(Dataset entries)
=== Begin Enclosure ===
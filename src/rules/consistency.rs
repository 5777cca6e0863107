//! Set-consistency comparison.
//!
//! An "expected" token set is derived from structured fields (rank × width,
//! a brand's required columns, a store's categories) and compared with the
//! "actual" set observed in the data.

use std::collections::BTreeSet;

use crate::domain::{Status, parse_integer};

/// Which relation must hold for a PASS.
#[derive(Debug, Clone, Copy, PartialEq, Eq)]
pub enum Relation {
    /// actual == expected
    Equal,
    /// actual ⊇ expected
    Superset,
}

#[derive(Debug, Clone, PartialEq, Eq)]
pub struct SetComparison {
    /// expected − actual
    pub missing: BTreeSet<String>,
    /// actual − expected
    pub extra: BTreeSet<String>,
    pub status: Status,
}

impl SetComparison {
    pub fn missing_joined(&self) -> String {
        join(&self.missing, ",")
    }

    pub fn extra_joined(&self) -> String {
        join(&self.extra, ",")
    }

    /// `all pass`, or `missing: a, b; extra: c`.
    pub fn describe(&self) -> String {
        let mut parts = Vec::new();
        if !self.missing.is_empty() {
            parts.push(format!("missing: {}", join(&self.missing, ", ")));
        }
        if !self.extra.is_empty() {
            parts.push(format!("extra: {}", join(&self.extra, ", ")));
        }
        if parts.is_empty() {
            "all pass".to_string()
        } else {
            parts.join("; ")
        }
    }
}

pub fn compare_sets(expected: &BTreeSet<String>, actual: &BTreeSet<String>, relation: Relation) -> SetComparison {
    let missing: BTreeSet<String> = expected.difference(actual).cloned().collect();
    let extra: BTreeSet<String> = actual.difference(expected).cloned().collect();
    let pass = match relation {
        Relation::Equal => missing.is_empty() && extra.is_empty(),
        Relation::Superset => missing.is_empty(),
    };
    SetComparison {
        missing,
        extra,
        status: Status::from_pass(pass),
    }
}

/// DIMM rank code, e.g. `2Rx4`.
pub fn rank_code(ranks: i64, width: i64) -> String {
    format!("{ranks}Rx{width}")
}

/// Rank code from raw `ranks` / `rank_width` cells; `None` if either is not numeric.
pub fn rank_code_from_cells(ranks: &str, width: &str) -> Option<String> {
    Some(rank_code(parse_integer(ranks)?, parse_integer(width)?))
}

/// Every `{r}Rx{w}` combination of the given ranks and widths.
pub fn rank_code_product(ranks: &BTreeSet<i64>, widths: &BTreeSet<i64>) -> BTreeSet<String> {
    ranks
        .iter()
        .flat_map(|r| widths.iter().map(move |w| rank_code(*r, *w)))
        .collect()
}

pub fn join(items: &BTreeSet<String>, sep: &str) -> String {
    items.iter().map(String::as_str).collect::<Vec<_>>().join(sep)
}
=== End Enclosure ===
▶ **Directions for this task**
With nothing left out, transcribe the records above exactly.

▶ **Result**
filename src/rules/consistency.rs
repository 5777cca6e0863107
//! Set-consistency comparison.
//!
//! An "expected" token set is derived from structured fields (rank × width,
//! a brand's required columns, a store's categories) and compared with the
//! "actual" set observed in the data.

use std::collections::BTreeSet;

use crate::domain::{Status, parse_integer};

/// Which relation must hold for a PASS.
#[derive(Debug, Clone, Copy, PartialEq, Eq)]
pub enum Relation {
    /// actual == expected
    Equal,
    /// actual ⊇ expected
    Superset,
}

#[derive(Debug, Clone, PartialEq, Eq)]
pub struct SetComparison {
    /// expected − actual
    pub missing: BTreeSet<String>,
    /// actual − expected
    pub extra: BTreeSet<String>,
    pub status: Status,
}

impl SetComparison {
    pub fn missing_joined(&self) -> String {
        join(&self.missing, ",")
    }

    pub fn extra_joined(&self) -> String {
        join(&self.extra, ",")
    }

    /// `all pass`, or `missing: a, b; extra: c`.
    pub fn describe(&self) -> String {
        let mut parts = Vec::new();
        if !self.missing.is_empty() {
            parts.push(format!("missing: {}", join(&self.missing, ", ")));
        }
        if !self.extra.is_empty() {
            parts.push(format!("extra: {}", join(&self.extra, ", ")));
        }
        if parts.is_empty() {
            "all pass".to_string()
        } else {
            parts.join("; ")
        }
    }
}

pub fn compare_sets(expected: &BTreeSet<String>, actual: &BTreeSet<String>, relation: Relation) -> SetComparison {
    let missing: BTreeSet<String> = expected.difference(actual).cloned().collect();
    let extra: BTreeSet<String> = actual.difference(expected).cloned().collect();
    let pass = match relation {
        Relation::Equal => missing.is_empty() && extra.is_empty(),
        Relation::Superset => missing.is_empty(),
    };
    SetComparison {
        missing,
        extra,
        status: Status::from_pass(pass),
    }
}

/// DIMM rank code, e.g. `2Rx4`.
pub fn rank_code(ranks: i64, width: i64) -> String {
    format!("{ranks}Rx{width}")
}

/// Rank code from raw `ranks` / `rank_width` cells; `None` if either is not numeric.
pub fn rank_code_from_cells(ranks: &str, width: &str) -> Option<String> {
    Some(rank_code(parse_integer(ranks)?, parse_integer(width)?))
}

/// Every `{r}Rx{w}` combination of the given ranks and widths.
pub fn rank_code_product(ranks: &BTreeSet<i64>, widths: &BTreeSet<i64>) -> BTreeSet<String> {
    ranks
        .iter()
        .flat_map(|r| widths.iter().map(move |w| rank_code(*r, *w)))
        .collect()
}

pub fn join(items: &BTreeSet<String>, sep: &str) -> String {
    items.iter().map(String::as_str).collect::<Vec<_>>().join(sep)
}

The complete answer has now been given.